───── Information provided ─────

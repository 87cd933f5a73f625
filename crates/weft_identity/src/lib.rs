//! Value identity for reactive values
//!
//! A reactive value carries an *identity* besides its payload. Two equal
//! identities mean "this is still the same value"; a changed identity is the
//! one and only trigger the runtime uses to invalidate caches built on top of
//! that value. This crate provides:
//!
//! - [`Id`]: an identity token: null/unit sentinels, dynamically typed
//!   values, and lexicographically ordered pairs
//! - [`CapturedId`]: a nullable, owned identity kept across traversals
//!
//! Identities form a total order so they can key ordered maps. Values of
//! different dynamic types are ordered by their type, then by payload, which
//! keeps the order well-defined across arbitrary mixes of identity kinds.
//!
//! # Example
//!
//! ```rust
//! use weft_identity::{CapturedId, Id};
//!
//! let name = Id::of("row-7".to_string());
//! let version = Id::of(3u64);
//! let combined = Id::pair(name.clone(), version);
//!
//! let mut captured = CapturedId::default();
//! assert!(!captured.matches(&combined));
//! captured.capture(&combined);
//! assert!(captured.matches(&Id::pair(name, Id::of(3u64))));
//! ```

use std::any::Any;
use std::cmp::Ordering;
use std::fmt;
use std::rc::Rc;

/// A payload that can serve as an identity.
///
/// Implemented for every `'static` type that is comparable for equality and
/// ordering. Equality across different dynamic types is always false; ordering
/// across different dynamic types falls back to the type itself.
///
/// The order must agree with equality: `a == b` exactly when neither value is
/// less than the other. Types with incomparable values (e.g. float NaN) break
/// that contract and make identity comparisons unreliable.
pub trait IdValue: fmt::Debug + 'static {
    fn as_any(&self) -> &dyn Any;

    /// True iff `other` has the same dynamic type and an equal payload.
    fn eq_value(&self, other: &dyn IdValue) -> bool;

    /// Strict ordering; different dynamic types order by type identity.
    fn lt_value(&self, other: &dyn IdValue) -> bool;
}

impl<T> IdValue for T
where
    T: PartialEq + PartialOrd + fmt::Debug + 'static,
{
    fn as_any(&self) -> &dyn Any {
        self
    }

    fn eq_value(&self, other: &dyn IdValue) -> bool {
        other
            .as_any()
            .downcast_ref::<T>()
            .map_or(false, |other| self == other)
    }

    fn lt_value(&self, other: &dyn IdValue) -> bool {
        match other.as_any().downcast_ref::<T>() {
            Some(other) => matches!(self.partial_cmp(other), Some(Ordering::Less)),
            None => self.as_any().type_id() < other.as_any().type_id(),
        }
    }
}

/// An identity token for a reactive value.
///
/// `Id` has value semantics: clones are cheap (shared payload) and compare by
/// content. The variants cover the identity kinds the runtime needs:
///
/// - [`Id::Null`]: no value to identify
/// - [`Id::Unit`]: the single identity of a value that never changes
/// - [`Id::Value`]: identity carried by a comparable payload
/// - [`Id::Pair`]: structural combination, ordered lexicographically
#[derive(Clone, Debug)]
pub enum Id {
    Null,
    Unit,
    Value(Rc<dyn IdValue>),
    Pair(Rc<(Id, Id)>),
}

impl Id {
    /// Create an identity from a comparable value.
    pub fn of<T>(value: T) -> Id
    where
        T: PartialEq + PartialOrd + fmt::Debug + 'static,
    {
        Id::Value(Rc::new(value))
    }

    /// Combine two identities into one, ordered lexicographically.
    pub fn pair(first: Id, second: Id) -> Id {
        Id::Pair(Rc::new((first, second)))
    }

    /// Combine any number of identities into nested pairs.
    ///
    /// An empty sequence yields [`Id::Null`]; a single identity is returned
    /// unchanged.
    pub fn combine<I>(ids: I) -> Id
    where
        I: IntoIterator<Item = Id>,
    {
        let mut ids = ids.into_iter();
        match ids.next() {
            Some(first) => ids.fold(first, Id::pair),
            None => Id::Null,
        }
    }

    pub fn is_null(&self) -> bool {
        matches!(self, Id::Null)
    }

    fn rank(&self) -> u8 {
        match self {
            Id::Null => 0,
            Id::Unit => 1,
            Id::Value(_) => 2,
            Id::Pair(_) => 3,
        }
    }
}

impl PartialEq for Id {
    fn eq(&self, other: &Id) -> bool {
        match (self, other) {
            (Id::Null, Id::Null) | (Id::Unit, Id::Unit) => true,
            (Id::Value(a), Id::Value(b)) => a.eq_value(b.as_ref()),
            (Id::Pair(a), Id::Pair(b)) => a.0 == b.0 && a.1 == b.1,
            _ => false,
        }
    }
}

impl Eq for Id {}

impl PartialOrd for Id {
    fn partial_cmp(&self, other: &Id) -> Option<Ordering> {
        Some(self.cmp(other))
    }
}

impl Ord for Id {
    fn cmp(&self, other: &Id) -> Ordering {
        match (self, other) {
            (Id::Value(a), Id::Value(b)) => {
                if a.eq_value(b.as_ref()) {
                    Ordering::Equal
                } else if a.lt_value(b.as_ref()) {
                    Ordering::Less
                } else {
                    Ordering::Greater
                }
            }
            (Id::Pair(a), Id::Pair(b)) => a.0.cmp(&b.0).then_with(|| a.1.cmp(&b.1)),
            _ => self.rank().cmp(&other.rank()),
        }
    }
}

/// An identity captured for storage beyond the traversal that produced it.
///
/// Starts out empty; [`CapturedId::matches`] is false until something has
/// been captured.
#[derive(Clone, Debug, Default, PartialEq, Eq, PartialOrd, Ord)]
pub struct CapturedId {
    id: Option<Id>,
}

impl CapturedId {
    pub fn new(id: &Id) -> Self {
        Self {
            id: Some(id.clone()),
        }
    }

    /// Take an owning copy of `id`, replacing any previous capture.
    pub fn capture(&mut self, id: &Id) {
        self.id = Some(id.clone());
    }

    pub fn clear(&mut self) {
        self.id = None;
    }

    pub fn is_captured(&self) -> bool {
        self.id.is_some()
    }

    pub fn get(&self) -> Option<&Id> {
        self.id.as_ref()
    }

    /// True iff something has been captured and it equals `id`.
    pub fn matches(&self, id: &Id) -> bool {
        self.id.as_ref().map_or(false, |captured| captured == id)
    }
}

─────

▶ **Task item**
Each line above is to be reproduced exactly. Leave none out.

▶ **Response box**
repository 87cd933f5a73f625
filename crates/weft_identity/src/lib.rs
//! Value identity for reactive values
//!
//! A reactive value carries an *identity* besides its payload. Two equal
//! identities mean "this is still the same value"; a changed identity is the
//! one and only trigger the runtime uses to invalidate caches built on top of
//! that value. This crate provides:
//!
//! - [`Id`]: an identity token: null/unit sentinels, dynamically typed
//!   values, and lexicographically ordered pairs
//! - [`CapturedId`]: a nullable, owned identity kept across traversals
//!
//! Identities form a total order so they can key ordered maps. Values of
//! different dynamic types are ordered by their type, then by payload, which
//! keeps the order well-defined across arbitrary mixes of identity kinds.
//!
//! # Example
//!
//! ```rust
//! use weft_identity::{CapturedId, Id};
//!
//! let name = Id::of("row-7".to_string());
//! let version = Id::of(3u64);
//! let combined = Id::pair(name.clone(), version);
//!
//! let mut captured = CapturedId::default();
//! assert!(!captured.matches(&combined));
//! captured.capture(&combined);
//! assert!(captured.matches(&Id::pair(name, Id::of(3u64))));
//! ```

use std::any::Any;
use std::cmp::Ordering;
use std::fmt;
use std::rc::Rc;

/// A payload that can serve as an identity.
///
/// Implemented for every `'static` type that is comparable for equality and
/// ordering. Equality across different dynamic types is always false; ordering
/// across different dynamic types falls back to the type itself.
///
/// The order must agree with equality: `a == b` exactly when neither value is
/// less than the other. Types with incomparable values (e.g. float NaN) break
/// that contract and make identity comparisons unreliable.
pub trait IdValue: fmt::Debug + 'static {
    fn as_any(&self) -> &dyn Any;

    /// True iff `other` has the same dynamic type and an equal payload.
    fn eq_value(&self, other: &dyn IdValue) -> bool;

    /// Strict ordering; different dynamic types order by type identity.
    fn lt_value(&self, other: &dyn IdValue) -> bool;
}

impl<T> IdValue for T
where
    T: PartialEq + PartialOrd + fmt::Debug + 'static,
{
    fn as_any(&self) -> &dyn Any {
        self
    }

    fn eq_value(&self, other: &dyn IdValue) -> bool {
        other
            .as_any()
            .downcast_ref::<T>()
            .map_or(false, |other| self == other)
    }

    fn lt_value(&self, other: &dyn IdValue) -> bool {
        match other.as_any().downcast_ref::<T>() {
            Some(other) => matches!(self.partial_cmp(other), Some(Ordering::Less)),
            None => self.as_any().type_id() < other.as_any().type_id(),
        }
    }
}

/// An identity token for a reactive value.
///
/// `Id` has value semantics: clones are cheap (shared payload) and compare by
/// content. The variants cover the identity kinds the runtime needs:
///
/// - [`Id::Null`]: no value to identify
/// - [`Id::Unit`]: the single identity of a value that never changes
/// - [`Id::Value`]: identity carried by a comparable payload
/// - [`Id::Pair`]: structural combination, ordered lexicographically
#[derive(Clone, Debug)]
pub enum Id {
    Null,
    Unit,
    Value(Rc<dyn IdValue>),
    Pair(Rc<(Id, Id)>),
}

impl Id {
    /// Create an identity from a comparable value.
    pub fn of<T>(value: T) -> Id
    where
        T: PartialEq + PartialOrd + fmt::Debug + 'static,
    {
        Id::Value(Rc::new(value))
    }

    /// Combine two identities into one, ordered lexicographically.
    pub fn pair(first: Id, second: Id) -> Id {
        Id::Pair(Rc::new((first, second)))
    }

    /// Combine any number of identities into nested pairs.
    ///
    /// An empty sequence yields [`Id::Null`]; a single identity is returned
    /// unchanged.
    pub fn combine<I>(ids: I) -> Id
    where
        I: IntoIterator<Item = Id>,
    {
        let mut ids = ids.into_iter();
        match ids.next() {
            Some(first) => ids.fold(first, Id::pair),
            None => Id::Null,
        }
    }

    pub fn is_null(&self) -> bool {
        matches!(self, Id::Null)
    }

    fn rank(&self) -> u8 {
        match self {
            Id::Null => 0,
            Id::Unit => 1,
            Id::Value(_) => 2,
            Id::Pair(_) => 3,
        }
    }
}

impl PartialEq for Id {
    fn eq(&self, other: &Id) -> bool {
        match (self, other) {
            (Id::Null, Id::Null) | (Id::Unit, Id::Unit) => true,
            (Id::Value(a), Id::Value(b)) => a.eq_value(b.as_ref()),
            (Id::Pair(a), Id::Pair(b)) => a.0 == b.0 && a.1 == b.1,
            _ => false,
        }
    }
}

impl Eq for Id {}

impl PartialOrd for Id {
    fn partial_cmp(&self, other: &Id) -> Option<Ordering> {
        Some(self.cmp(other))
    }
}

impl Ord for Id {
    fn cmp(&self, other: &Id) -> Ordering {
        match (self, other) {
            (Id::Value(a), Id::Value(b)) => {
                if a.eq_value(b.as_ref()) {
                    Ordering::Equal
                } else if a.lt_value(b.as_ref()) {
                    Ordering::Less
                } else {
                    Ordering::Greater
                }
            }
            (Id::Pair(a), Id::Pair(b)) => a.0.cmp(&b.0).then_with(|| a.1.cmp(&b.1)),
            _ => self.rank().cmp(&other.rank()),
        }
    }
}

/// An identity captured for storage beyond the traversal that produced it.
///
/// Starts out empty; [`CapturedId::matches`] is false until something has
/// been captured.
#[derive(Clone, Debug, Default, PartialEq, Eq, PartialOrd, Ord)]
pub struct CapturedId {
    id: Option<Id>,
}

impl CapturedId {
    pub fn new(id: &Id) -> Self {
        Self {
            id: Some(id.clone()),
        }
    }

    /// Take an owning copy of `id`, replacing any previous capture.
    pub fn capture(&mut self, id: &Id) {
        self.id = Some(id.clone());
    }

    pub fn clear(&mut self) {
        self.id = None;
    }

    pub fn is_captured(&self) -> bool {
        self.id.is_some()
    }

    pub fn get(&self) -> Option<&Id> {
        self.id.as_ref()
    }

    /// True iff something has been captured and it equals `id`.
    pub fn matches(&self, id: &Id) -> bool {
        self.id.as_ref().map_or(false, |captured| captured == id)
    }
}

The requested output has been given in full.